Jeff Yost

Landscape images are important to me in the way that seeing the representation of a place outside my body stirs my feelings on the inside. In the past few years I have assigned value to these images based on the emotions felt rather than to articulating any certain place. I pour over the photographs I’ve collected from where I’ve lived, I go through my old plein air work; or observational on-site paintings, and I conjure the images of places that have mattered to me. These memories of things like where I grew up or where something life-changing happened to me are the most important, I draw on them to convey a meaning and a mood. 

My intent is for the color and tone to carry the emotional message of an image, I have worked on refining the shapes of nature, quieting and subtracting from them, to create an atmosphere of meditation and simplicity. This is where the meeting point of my personal connection to the painting can mingle and exist with a more universal emotive conveyance to the viewer. If I have ever experienced love, joy, loss, connection or disconnection, they have always occurred in this place, but they are not necessarily of it.  The paintings are there to occupy the space in between.

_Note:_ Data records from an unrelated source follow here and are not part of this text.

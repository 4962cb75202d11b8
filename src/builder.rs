// This Source Code Form is subject to the terms of the Mozilla Public
// License, v. 2.0. If a copy of the MPL was not distributed with this
// file, You can obtain one at http://mozilla.org/MPL/2.0/.

use diagsvg_css::Stylesheet;
use diagsvg_types::{parse_points, Transform};

use crate::tree::*;
use crate::{units, Error, Options};

/// Builds an element tree from a stream of XML events.
///
/// [`Tree::from_str`] drives it from a `roxmltree` document, but any event
/// source can be used.
///
/// # Examples
///
/// ```
/// use diagsvg::{Builder, Element, Options};
///
/// let opt = Options::default();
/// let mut builder = Builder::new(&opt);
/// builder.start_element("svg", [("width", "10")]).unwrap();
/// builder.start_element("text", [("x", "1")]).unwrap();
/// builder.characters(" Label ");
/// builder.end_element("text");
/// builder.end_element("svg");
///
/// let (root, _) = builder.finish().unwrap();
/// assert!(matches!(root.kind, Element::Document(_)));
/// ```
#[derive(Debug)]
pub struct Builder<'a> {
    opt: &'a Options,
    stack: Vec<Node>,
    root: Option<Node>,
    text: String,
    stylesheet: Stylesheet,
    nodes_count: usize,
}

impl<'a> Builder<'a> {
    /// Creates a new, empty builder.
    pub fn new(opt: &'a Options) -> Self {
        Builder {
            opt,
            stack: Vec::new(),
            root: None,
            text: String::new(),
            stylesheet: Stylesheet::new(),
            nodes_count: 0,
        }
    }

    /// Opens a new element.
    ///
    /// Attribute names are case-sensitive, like `viewBox` or `refX`.
    pub fn start_element<'i, I>(&mut self, name: &str, attrs: I) -> Result<(), Error>
    where
        I: IntoIterator<Item = (&'i str, &'i str)>,
    {
        self.nodes_count += 1;
        if self.nodes_count > self.opt.nodes_limit {
            return Err(Error::ElementsLimitReached);
        }

        let attrs = Attributes(attrs.into_iter().collect());
        let tag = name.to_ascii_lowercase();
        self.text.clear();
        self.stack.push(create_node(&tag, &attrs));
        Ok(())
    }

    /// Appends character data to the current element.
    pub fn characters(&mut self, text: &str) {
        self.text.push_str(text);
    }

    /// Closes the current element.
    ///
    /// The closed element is appended to its parent. Elements that cannot
    /// have children, like `rect`, drop it.
    pub fn end_element(&mut self, name: &str) {
        if name.eq_ignore_ascii_case("style") {
            match Stylesheet::parse(&self.text) {
                Ok(sheet) => self.stylesheet.merge(sheet),
                Err(e) => log::warn!("Failed to parse a style element cause {}.", e),
            }
        }

        let mut node = match self.stack.pop() {
            Some(v) => v,
            None => return,
        };

        let text = self.text.trim();
        match node.kind {
            Element::Text(ref mut e) => e.content.push_str(text),
            Element::Unknown(ref mut e) => e.text.push_str(text),
            _ => {}
        }

        self.text.clear();

        match self.stack.last_mut() {
            Some(parent) => {
                if let Some(children) = parent.children_mut() {
                    children.push(node);
                }
            }
            None => self.root = Some(node),
        }
    }

    /// Returns the root node and all parsed `style` elements.
    ///
    /// Elements that are still open are closed first.
    pub fn finish(mut self) -> Result<(Node, Stylesheet), Error> {
        while let Some(node) = self.stack.last() {
            let tag = node.info.tag.clone();
            self.end_element(&tag);
        }

        match self.root {
            Some(root) if matches!(root.kind, Element::Document(_)) => Ok((root, self.stylesheet)),
            _ => Err(Error::InvalidRoot),
        }
    }
}

/// Feeds a parsed XML document into a [`Builder`].
pub(crate) fn build(xml: &roxmltree::Document, opt: &Options) -> Result<(Node, Stylesheet), Error> {
    let mut builder = Builder::new(opt);
    for node in xml.root().children() {
        parse_xml_node(node, &mut builder)?;
    }

    builder.finish()
}

fn parse_xml_node(node: roxmltree::Node, builder: &mut Builder) -> Result<(), Error> {
    match node.node_type() {
        roxmltree::NodeType::Element => {
            let name = node.tag_name().name();
            let attrs = node.attributes().map(|a| (a.name(), a.value()));
            builder.start_element(name, attrs)?;

            for child in node.children() {
                parse_xml_node(child, builder)?;
            }

            builder.end_element(name);
        }
        roxmltree::NodeType::Text => {
            if let Some(text) = node.text() {
                builder.characters(text);
            }
        }
        _ => {}
    }

    Ok(())
}

struct Attributes<'i>(Vec<(&'i str, &'i str)>);

impl<'i> Attributes<'i> {
    fn get(&self, name: &str) -> Option<&'i str> {
        self.0.iter().find(|(n, _)| *n == name).map(|(_, v)| *v)
    }

    fn length(&self, name: &str) -> Option<f64> {
        self.get(name).and_then(units::parse_length)
    }

    fn string(&self, name: &str) -> Option<String> {
        self.get(name).map(str::to_string)
    }
}

fn create_node(tag: &str, attrs: &Attributes) -> Node {
    let kind = match tag {
        "svg" => Element::Document(Document {
            width: attrs.length("width"),
            height: attrs.length("height"),
            view_box: attrs.get("viewBox").and_then(units::parse_view_box),
            children: Vec::new(),
        }),
        "g" => Element::Group(Group::default()),
        "path" => Element::Path(Path {
            data: diagsvg_types::Path::parse(attrs.get("d").unwrap_or("")),
            markers: Vec::new(),
        }),
        "rect" => Element::Rect(Rect {
            x: attrs.length("x").unwrap_or(0.0),
            y: attrs.length("y").unwrap_or(0.0),
            width: attrs.length("width").unwrap_or(0.0),
            height: attrs.length("height").unwrap_or(0.0),
            rx: attrs.length("rx"),
            ry: attrs.length("ry"),
        }),
        "circle" => Element::Circle(Circle {
            cx: attrs.length("cx").unwrap_or(0.0),
            cy: attrs.length("cy").unwrap_or(0.0),
            r: attrs.length("r").unwrap_or(0.0),
        }),
        "ellipse" => Element::Ellipse(Ellipse {
            cx: attrs.length("cx").unwrap_or(0.0),
            cy: attrs.length("cy").unwrap_or(0.0),
            rx: attrs.length("rx").unwrap_or(0.0),
            ry: attrs.length("ry").unwrap_or(0.0),
        }),
        "line" => Element::Line(Line {
            x1: attrs.length("x1").unwrap_or(0.0),
            y1: attrs.length("y1").unwrap_or(0.0),
            x2: attrs.length("x2").unwrap_or(0.0),
            y2: attrs.length("y2").unwrap_or(0.0),
            markers: Vec::new(),
        }),
        "text" => Element::Text(Text {
            x: attrs.get("x").unwrap_or("0").to_string(),
            y: attrs.get("y").unwrap_or("0").to_string(),
            dx: attrs.string("dx"),
            dy: attrs.string("dy"),
            ..Text::default()
        }),
        "polygon" => Element::Polygon(Polygon {
            points: parse_points(attrs.get("points").unwrap_or("")),
        }),
        "polyline" => Element::Polyline(Polyline {
            points: parse_points(attrs.get("points").unwrap_or("")),
        }),
        "foreignobject" => Element::ForeignObject(ForeignObject {
            x: attrs.length("x").unwrap_or(0.0),
            y: attrs.length("y").unwrap_or(0.0),
            width: attrs.length("width"),
            height: attrs.length("height"),
            ..ForeignObject::default()
        }),
        "marker" => Element::Marker(create_marker(attrs)),
        "switch" => Element::Switch(Switch::default()),
        "lineargradient" => Element::Gradient(Gradient {
            x1: attrs.string("x1"),
            y1: attrs.string("y1"),
            x2: attrs.string("x2"),
            y2: attrs.string("y2"),
            children: Vec::new(),
        }),
        _ => Element::Unknown(Unknown::default()),
    };

    Node::new(parse_info(tag, attrs), kind)
}

fn create_marker(attrs: &Attributes) -> Marker {
    let mut marker = Marker::default();
    if let Some(value) = attrs.string("markerUnits") {
        marker.marker_units = value;
    }

    if let Some(value) = attrs.string("orient") {
        marker.orient = value;
    }

    if let Some(value) = attrs.string("refX") {
        marker.ref_x = value;
    }

    if let Some(value) = attrs.string("refY") {
        marker.ref_y = value;
    }

    if let Some(value) = attrs.length("markerWidth") {
        marker.marker_width = value;
    }

    if let Some(value) = attrs.length("markerHeight") {
        marker.marker_height = value;
    }

    marker.view_box = attrs.get("viewBox").and_then(units::parse_view_box);
    marker
}

fn parse_info(tag: &str, attrs: &Attributes) -> Info {
    let mut info = Info::new(tag);

    if let Some(class) = attrs.get("class") {
        info.class_name = Some(class.to_string());
        info.style.insert("class".to_string(), class.to_string());
    }

    info.id = attrs.string("id");

    if let Some(value) = attrs.get("transform") {
        info.transform = Transform::parse(value);
        info.style.insert("transform".to_string(), value.to_string());
    }

    for name in GEOMETRY_ATTRIBUTES.iter().chain(ATTRIBUTES) {
        if let Some(value) = attrs.get(name) {
            info.properties.insert(name.to_string(), value.to_string());
        }
    }

    if let Some(style) = attrs.get("style") {
        match diagsvg_css::parse_inline_style(style) {
            Ok(declarations) => {
                for (name, value) in declarations {
                    info.style.insert(name, value);
                }
            }
            Err(e) => log::warn!("Failed to parse a style attribute cause {}.", e),
        }
    }

    info
}

#[cfg(test)]
mod tests {
    use super::*;

    fn parse(text: &str) -> Result<(Node, Stylesheet), Error> {
        let xml = roxmltree::Document::parse(text)?;
        build(&xml, &Options::default())
    }

    #[test]
    fn structure() {
        let (root, sheet) = parse(
            "<svg xmlns='http://www.w3.org/2000/svg' width='100' height='50%' viewBox='0 0 100 50'>
                <style>.a { fill: red }</style>
                <G id='g1' class='a b'><rect x='1' y='2' width='3' height='4px' rx='1'/></G>
                <rect width='1' height='1'><title>dropped</title></rect>
            </svg>",
        )
        .unwrap();

        assert_eq!(sheet.rules.len(), 1);
        match root.kind {
            Element::Document(ref doc) => {
                assert_eq!(doc.width, Some(100.0));
                assert_eq!(doc.height, Some(0.5));
                assert_eq!(doc.view_box.map(|r| r.width), Some(100.0));
            }
            _ => panic!("not a document"),
        }

        let children = root.children();
        assert_eq!(children.len(), 3);
        assert_eq!(children[0].info.tag, "style");

        let group = &children[1];
        assert_eq!(group.info.tag, "g");
        assert_eq!(group.info.id.as_deref(), Some("g1"));
        assert_eq!(group.info.classes(), vec!["a", "b"]);
        assert_eq!(group.info.style["class"], "a b");
        assert_eq!(
            group.children()[0].kind,
            Element::Rect(Rect { x: 1.0, y: 2.0, width: 3.0, height: 4.0, rx: Some(1.0), ry: None })
        );

        assert!(children[2].children().is_empty());
    }

    #[test]
    fn text_content() {
        let (root, _) = parse(
            "<svg><text x='5' dy='1em'>  Hello <tspan x='1'> world </tspan></text></svg>",
        )
        .unwrap();

        match root.children()[0].kind {
            Element::Text(ref text) => {
                assert_eq!(text.x, "5");
                assert_eq!(text.y, "0");
                assert_eq!(text.dx, None);
                assert_eq!(text.dy.as_deref(), Some("1em"));
                // The buffer is reset by `tspan`, so only the tail is kept.
                assert_eq!(text.content, "");
                assert_eq!(text.children[0].kind, Element::Unknown(Unknown {
                    text: "world".to_string(),
                    children: Vec::new(),
                }));
            }
            _ => panic!("not a text"),
        }
    }

    #[test]
    fn info_attributes() {
        let (root, _) = parse(
            "<svg><path d='M 0 0 L 10 10' transform='translate(5)' stroke='red' d2='x'
                        marker-end='url(#a)' style='fill: blue; stroke-width: 2px'/></svg>",
        )
        .unwrap();

        let info = &root.children()[0].info;
        assert_eq!(info.transform, Transform::parse("translate(5)"));
        assert_eq!(info.style["transform"], "translate(5)");
        assert_eq!(info.style["fill"], "blue");
        assert_eq!(info.style["stroke-width"], "2px");
        assert_eq!(info.properties["stroke"], "red");
        assert_eq!(info.properties["marker-end"], "url(#a)");
        assert_eq!(info.properties.get("d"), None);
        assert_eq!(info.properties.get("d2"), None);
    }

    #[test]
    fn invalid_inline_style() {
        let (root, _) = parse("<svg><rect style='fill red'/></svg>").unwrap();
        assert!(root.children()[0].info.style.is_empty());
    }

    #[test]
    fn invalid_style_element() {
        let (_, sheet) = parse("<svg><style>.a { fill: red }</style><style>}}</style></svg>").unwrap();
        assert_eq!(sheet.rules.len(), 1);
    }

    #[test]
    fn marker_attributes() {
        let (root, _) = parse(
            "<svg><marker id='m' refX='5' refY='2' markerWidth='8' orient='auto'
                          viewBox='0 0 10 10'><path d='M 0 0 L 10 5'/></marker></svg>",
        )
        .unwrap();

        match root.children()[0].kind {
            Element::Marker(ref m) => {
                assert_eq!(m.ref_x, "5");
                assert_eq!(m.ref_y, "2");
                assert_eq!(m.marker_width, 8.0);
                assert_eq!(m.marker_height, 3.0);
                assert_eq!(m.orient, "auto");
                assert_eq!(m.marker_units, "strokeWidth");
                assert_eq!(m.children.len(), 1);
                assert!(m.view_box.is_some());
            }
            _ => panic!("not a marker"),
        }
    }

    #[test]
    fn invalid_root() {
        assert!(matches!(parse("<g><svg/></g>"), Err(Error::InvalidRoot)));
    }

    #[test]
    fn nodes_limit() {
        let opt = Options {
            nodes_limit: 2,
            ..Options::default()
        };

        let xml = roxmltree::Document::parse("<svg><g/><g/></svg>").unwrap();
        assert!(matches!(build(&xml, &opt), Err(Error::ElementsLimitReached)));

        let xml = roxmltree::Document::parse("<svg><g/></svg>").unwrap();
        assert!(build(&xml, &opt).is_ok());
    }

    #[test]
    fn unclosed_elements() {
        let opt = Options::default();
        let mut builder = Builder::new(&opt);
        builder.start_element("svg", Vec::new()).unwrap();
        builder.start_element("g", [("id", "a")]).unwrap();
        let (root, _) = builder.finish().unwrap();
        assert_eq!(root.children()[0].info.id.as_deref(), Some("a"));
    }
}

I was born in Cleveland in 1980, both sides of my family were fairly large and my verbal abilities were not the best, so I turned to making drawings of the things I thought were worth it— fighter jets and super heroes mostly.  That incessant drawing habit led me to pick up painting only after I left for art school to pursue an Illustration degree. There I discovered that I wanted to paint above all else. I turned to a Fine Arts degree and left to study abroad in Florence, Italy in 2003.  After being directly exposed to the Old Masters as well as some new ones, I felt a strong connection to the tradition of oil painting. This was paired with my interest in traditional Chinese philosophy and is the basis of how I make and view paintings today. I continue to live with my own fairly large family in Columbus, OH.